RECORDS FOR THIS EXERCISE:
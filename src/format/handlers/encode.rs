//! Encode handler (spec §4.3.3): base64 / base64url / hex / URL percent-encoding, with
//! `urlencoding` providing the `url` variant — the same crate `brrtrouter`'s security
//! providers pull in for query-string work.

use crate::error::RunnerError;
use crate::format::{parse_options, ExecContext, FormatOperation, OperationHandler};
use crate::message::Message;
use base64::Engine as _;
use serde::Deserialize;

const COMPONENT: &str = "format.encode";

#[derive(Debug, Clone, Copy, PartialEq, Eq, Deserialize)]
#[serde(rename_all = "lowercase")]
pub enum Encoding {
    Base64,
    Base64url,
    Hex,
    Url,
}

#[derive(Debug, Clone, Copy, PartialEq, Eq, Deserialize)]
#[serde(rename_all = "lowercase")]
pub enum Op {
    Encode,
    Decode,
}

impl Default for Op {
    fn default() -> Self {
        Op::Encode
    }
}

#[derive(Debug, Clone, Deserialize)]
pub struct EncodeOptions {
    pub encoding: Encoding,
    #[serde(default)]
    pub operation: Op,
}

fn to_hex(bytes: &[u8]) -> String {
    let mut out = String::with_capacity(bytes.len() * 2);
    for b in bytes {
        out.push_str(&format!("{b:02x}"));
    }
    out
}

fn from_hex(s: &str) -> Result<Vec<u8>, RunnerError> {
    if s.len() % 2 != 0 {
        return Err(RunnerError::parse_failed(COMPONENT, "odd-length hex string"));
    }
    let mut out = Vec::with_capacity(s.len() / 2);
    let bytes = s.as_bytes();
    for chunk in bytes.chunks(2) {
        let hi = (chunk[0] as char)
            .to_digit(16)
            .ok_or_else(|| RunnerError::parse_failed(COMPONENT, "invalid hex digit"))?;
        let lo = (chunk[1] as char)
            .to_digit(16)
            .ok_or_else(|| RunnerError::parse_failed(COMPONENT, "invalid hex digit"))?;
        out.push(((hi << 4) | lo) as u8);
    }
    Ok(out)
}

pub struct EncodeHandler;

impl OperationHandler for EncodeHandler {
    fn name(&self) -> &'static str {
        "encode"
    }

    fn validate(&self, op: &FormatOperation) -> Result<(), RunnerError> {
        parse_options::<EncodeOptions>(COMPONENT, &op.options)?;
        Ok(())
    }

    fn execute(&self, _ctx: &ExecContext, msg: &mut Message, op: &FormatOperation) -> Result<(), RunnerError> {
        let opts: EncodeOptions = parse_options(COMPONENT, &op.options)?;
        msg.data = match (opts.encoding, opts.operation) {
            (Encoding::Base64, Op::Encode) => base64::engine::general_purpose::STANDARD
                .encode(&msg.data)
                .into_bytes(),
            (Encoding::Base64, Op::Decode) => {
                base64::engine::general_purpose::STANDARD
                    .decode(&msg.data)
                    .map_err(|e| RunnerError::parse_failed(COMPONENT, e.to_string()))?
            }
            (Encoding::Base64url, Op::Encode) => base64::engine::general_purpose::URL_SAFE
                .encode(&msg.data)
                .into_bytes(),
            (Encoding::Base64url, Op::Decode) => base64::engine::general_purpose::URL_SAFE
                .decode(&msg.data)
                .map_err(|e| RunnerError::parse_failed(COMPONENT, e.to_string()))?,
            (Encoding::Hex, Op::Encode) => to_hex(&msg.data).into_bytes(),
            (Encoding::Hex, Op::Decode) => {
                let s = std::str::from_utf8(&msg.data)
                    .map_err(|e| RunnerError::parse_failed(COMPONENT, e.to_string()))?;
                from_hex(s)?
            }
            (Encoding::Url, Op::Encode) => {
                let s = std::str::from_utf8(&msg.data)
                    .map_err(|e| RunnerError::parse_failed(COMPONENT, e.to_string()))?;
                urlencoding::encode(s).into_owned().into_bytes()
            }
            (Encoding::Url, Op::Decode) => {
                let s = std::str::from_utf8(&msg.data)
                    .map_err(|e| RunnerError::parse_failed(COMPONENT, e.to_string()))?;
                urlencoding::decode(s)
                    .map_err(|e| RunnerError::parse_failed(COMPONENT, e.to_string()))?
                    .into_owned()
                    .into_bytes()
            }
        };
        Ok(())
    }
}

#[cfg(test)]
mod tests {
    use super::*;
    use crate::format::{InputSource, OutputTarget};
    use serde_json::json;

    fn op(options: serde_json::Value) -> FormatOperation {
        FormatOperation {
            op_type: "encode".into(),
            input: InputSource::Data,
            output: OutputTarget::Data,
            options,
        }
    }

    fn ctx() -> ExecContext {
        ExecContext {
            deadline: std::time::Instant::now() + std::time::Duration::from_secs(5),
        }
    }

    #[test]
    fn base64_encode_matches_scenario_4() {
        let handler = EncodeHandler;
        let operation = op(json!({ "encoding": "base64", "operation": "encode" }));
        let mut msg = Message::new(b"1".to_vec()).with_data(b"hello".to_vec());
        handler.execute(&ctx(), &mut msg, &operation).unwrap();
        assert_eq!(msg.data, b"aGVsbG8=".to_vec());
    }

    #[test]
    fn round_trips_for_every_encoding() {
        let handler = EncodeHandler;
        let payload = b"round trip \xF0\x9F\x9A\x80 bytes".to_vec();
        for encoding in ["base64", "base64url", "hex", "url"] {
            let enc_op = op(json!({ "encoding": encoding, "operation": "encode" }));
            let mut msg = Message::new(b"1".to_vec()).with_data(payload.clone());
            handler.execute(&ctx(), &mut msg, &enc_op).unwrap();
            let dec_op = op(json!({ "encoding": encoding, "operation": "decode" }));
            handler.execute(&ctx(), &mut msg, &dec_op).unwrap();
            assert_eq!(msg.data, payload, "round trip failed for {encoding}");
        }
    }
}
//! The `FormatOperation` record and its `input`/`output` enums (spec §3, §4.3).

use serde::{Deserialize, Serialize};
use serde_json::Value;

/// Where a handler reads its primary input from.
#[derive(Debug, Clone, Copy, PartialEq, Eq, Serialize, Deserialize)]
#[serde(rename_all = "lowercase")]
pub enum InputSource {
    Data,
    Metadata,
    Filesystem,
    Parts,
}

impl Default for InputSource {
    fn default() -> Self {
        InputSource::Data
    }
}

/// Where a handler writes its primary output to.
#[derive(Debug, Clone, Copy, PartialEq, Eq, Serialize, Deserialize)]
#[serde(rename_all = "lowercase")]
pub enum OutputTarget {
    Data,
    Metadata,
    Filesystem,
    Parts,
}

impl Default for OutputTarget {
    fn default() -> Self {
        OutputTarget::Data
    }
}

/// One step in a [`crate::format::FormatRunnerConfig`]'s operation list.
///
/// `options` travels as an untyped JSON value from configuration and is decoded into a
/// handler-specific typed options structure by the handler itself, both at `validate` and
/// at `execute` time (spec §9 — "do not spread option knowledge across handler bodies").
#[derive(Debug, Clone, Serialize, Deserialize)]
pub struct FormatOperation {
    #[serde(rename = "type")]
    pub op_type: String,
    #[serde(default)]
    pub input: InputSource,
    #[serde(default)]
    pub output: OutputTarget,
    #[serde(default = "default_options")]
    pub options: Value,
}

fn default_options() -> Value {
    Value::Object(serde_json::Map::new())
}
//! # JWT Authenticator
//!
//! A JWKS-backed token validator with background key refresh, key-rotation-aware retry,
//! algorithm allow-listing, standard-claim validation with clock-skew tolerance, and claim
//! enrichment into message metadata (spec §4.4–§4.6).
//!
//! Dependency order (leaves first): [`jwks::JwksClient`] → [`validator::Validator`] →
//! [`authenticator::Authenticator`] → [`runner::JwtRunner`].

pub mod authenticator;
pub mod jwks;
pub mod runner;
pub mod validator;

pub use authenticator::{Authenticator, AuthenticatorConfig};
pub use jwks::JwksClient;
pub use runner::{JwtRunner, JwtRunnerConfig};
pub use validator::{Validator, ValidatorConfig};
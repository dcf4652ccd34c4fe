pub mod calendars;

pub use calendars::Calendar;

AIM OF THE EXERCISE: So that nothing is lost, return the listing exactly and completely.

OUTPUT:
filename src/format/handlers/encode.rs
//! Encode handler (spec §4.3.3): base64 / base64url / hex / URL percent-encoding, with
//! `urlencoding` providing the `url` variant — the same crate `brrtrouter`'s security
//! providers pull in for query-string work.

use crate::error::RunnerError;
use crate::format::{parse_options, ExecContext, FormatOperation, OperationHandler};
use crate::message::Message;
use base64::Engine as _;
use serde::Deserialize;

const COMPONENT: &str = "format.encode";

#[derive(Debug, Clone, Copy, PartialEq, Eq, Deserialize)]
#[serde(rename_all = "lowercase")]
pub enum Encoding {
    Base64,
    Base64url,
    Hex,
    Url,
}

#[derive(Debug, Clone, Copy, PartialEq, Eq, Deserialize)]
#[serde(rename_all = "lowercase")]
pub enum Op {
    Encode,
    Decode,
}

impl Default for Op {
    fn default() -> Self {
        Op::Encode
    }
}

#[derive(Debug, Clone, Deserialize)]
pub struct EncodeOptions {
    pub encoding: Encoding,
    #[serde(default)]
    pub operation: Op,
}

fn to_hex(bytes: &[u8]) -> String {
    let mut out = String::with_capacity(bytes.len() * 2);
    for b in bytes {
        out.push_str(&format!("{b:02x}"));
    }
    out
}

fn from_hex(s: &str) -> Result<Vec<u8>, RunnerError> {
    if s.len() % 2 != 0 {
        return Err(RunnerError::parse_failed(COMPONENT, "odd-length hex string"));
    }
    let mut out = Vec::with_capacity(s.len() / 2);
    let bytes = s.as_bytes();
    for chunk in bytes.chunks(2) {
        let hi = (chunk[0] as char)
            .to_digit(16)
            .ok_or_else(|| RunnerError::parse_failed(COMPONENT, "invalid hex digit"))?;
        let lo = (chunk[1] as char)
            .to_digit(16)
            .ok_or_else(|| RunnerError::parse_failed(COMPONENT, "invalid hex digit"))?;
        out.push(((hi << 4) | lo) as u8);
    }
    Ok(out)
}

pub struct EncodeHandler;

impl OperationHandler for EncodeHandler {
    fn name(&self) -> &'static str {
        "encode"
    }

    fn validate(&self, op: &FormatOperation) -> Result<(), RunnerError> {
        parse_options::<EncodeOptions>(COMPONENT, &op.options)?;
        Ok(())
    }

    fn execute(&self, _ctx: &ExecContext, msg: &mut Message, op: &FormatOperation) -> Result<(), RunnerError> {
        let opts: EncodeOptions = parse_options(COMPONENT, &op.options)?;
        msg.data = match (opts.encoding, opts.operation) {
            (Encoding::Base64, Op::Encode) => base64::engine::general_purpose::STANDARD
                .encode(&msg.data)
                .into_bytes(),
            (Encoding::Base64, Op::Decode) => {
                base64::engine::general_purpose::STANDARD
                    .decode(&msg.data)
                    .map_err(|e| RunnerError::parse_failed(COMPONENT, e.to_string()))?
            }
            (Encoding::Base64url, Op::Encode) => base64::engine::general_purpose::URL_SAFE
                .encode(&msg.data)
                .into_bytes(),
            (Encoding::Base64url, Op::Decode) => base64::engine::general_purpose::URL_SAFE
                .decode(&msg.data)
                .map_err(|e| RunnerError::parse_failed(COMPONENT, e.to_string()))?,
            (Encoding::Hex, Op::Encode) => to_hex(&msg.data).into_bytes(),
            (Encoding::Hex, Op::Decode) => {
                let s = std::str::from_utf8(&msg.data)
                    .map_err(|e| RunnerError::parse_failed(COMPONENT, e.to_string()))?;
                from_hex(s)?
            }
            (Encoding::Url, Op::Encode) => {
                let s = std::str::from_utf8(&msg.data)
                    .map_err(|e| RunnerError::parse_failed(COMPONENT, e.to_string()))?;
                urlencoding::encode(s).into_owned().into_bytes()
            }
            (Encoding::Url, Op::Decode) => {
                let s = std::str::from_utf8(&msg.data)
                    .map_err(|e| RunnerError::parse_failed(COMPONENT, e.to_string()))?;
                urlencoding::decode(s)
                    .map_err(|e| RunnerError::parse_failed(COMPONENT, e.to_string()))?
                    .into_owned()
                    .into_bytes()
            }
        };
        Ok(())
    }
}

#[cfg(test)]
mod tests {
    use super::*;
    use crate::format::{InputSource, OutputTarget};
    use serde_json::json;

    fn op(options: serde_json::Value) -> FormatOperation {
        FormatOperation {
            op_type: "encode".into(),
            input: InputSource::Data,
            output: OutputTarget::Data,
            options,
        }
    }

    fn ctx() -> ExecContext {
        ExecContext {
            deadline: std::time::Instant::now() + std::time::Duration::from_secs(5),
        }
    }

    #[test]
    fn base64_encode_matches_scenario_4() {
        let handler = EncodeHandler;
        let operation = op(json!({ "encoding": "base64", "operation": "encode" }));
        let mut msg = Message::new(b"1".to_vec()).with_data(b"hello".to_vec());
        handler.execute(&ctx(), &mut msg, &operation).unwrap();
        assert_eq!(msg.data, b"aGVsbG8=".to_vec());
    }

    #[test]
    fn round_trips_for_every_encoding() {
        let handler = EncodeHandler;
        let payload = b"round trip \xF0\x9F\x9A\x80 bytes".to_vec();
        for encoding in ["base64", "base64url", "hex", "url"] {
            let enc_op = op(json!({ "encoding": encoding, "operation": "encode" }));
            let mut msg = Message::new(b"1".to_vec()).with_data(payload.clone());
            handler.execute(&ctx(), &mut msg, &enc_op).unwrap();
            let dec_op = op(json!({ "encoding": encoding, "operation": "decode" }));
            handler.execute(&ctx(), &mut msg, &dec_op).unwrap();
            assert_eq!(msg.data, payload, "round trip failed for {encoding}");
        }
    }
}
//! The `FormatOperation` record and its `input`/`output` enums (spec §3, §4.3).

use serde::{Deserialize, Serialize};
use serde_json::Value;

/// Where a handler reads its primary input from.
#[derive(Debug, Clone, Copy, PartialEq, Eq, Serialize, Deserialize)]
#[serde(rename_all = "lowercase")]
pub enum InputSource {
    Data,
    Metadata,
    Filesystem,
    Parts,
}

impl Default for InputSource {
    fn default() -> Self {
        InputSource::Data
    }
}

/// Where a handler writes its primary output to.
#[derive(Debug, Clone, Copy, PartialEq, Eq, Serialize, Deserialize)]
#[serde(rename_all = "lowercase")]
pub enum OutputTarget {
    Data,
    Metadata,
    Filesystem,
    Parts,
}

impl Default for OutputTarget {
    fn default() -> Self {
        OutputTarget::Data
    }
}

/// One step in a [`crate::format::FormatRunnerConfig`]'s operation list.
///
/// `options` travels as an untyped JSON value from configuration and is decoded into a
/// handler-specific typed options structure by the handler itself, both at `validate` and
/// at `execute` time (spec §9 — "do not spread option knowledge across handler bodies").
#[derive(Debug, Clone, Serialize, Deserialize)]
pub struct FormatOperation {
    #[serde(rename = "type")]
    pub op_type: String,
    #[serde(default)]
    pub input: InputSource,
    #[serde(default)]
    pub output: OutputTarget,
    #[serde(default = "default_options")]
    pub options: Value,
}

fn default_options() -> Value {
    Value::Object(serde_json::Map::new())
}
//! # JWT Authenticator
//!
//! A JWKS-backed token validator with background key refresh, key-rotation-aware retry,
//! algorithm allow-listing, standard-claim validation with clock-skew tolerance, and claim
//! enrichment into message metadata (spec §4.4–§4.6).
//!
//! Dependency order (leaves first): [`jwks::JwksClient`] → [`validator::Validator`] →
//! [`authenticator::Authenticator`] → [`runner::JwtRunner`].

pub mod authenticator;
pub mod jwks;
pub mod runner;
pub mod validator;

pub use authenticator::{Authenticator, AuthenticatorConfig};
pub use jwks::JwksClient;
pub use runner::{JwtRunner, JwtRunnerConfig};
pub use validator::{Validator, ValidatorConfig};
repository dcf4652ccd34c4fe
pub mod calendars;

pub use calendars::Calendar;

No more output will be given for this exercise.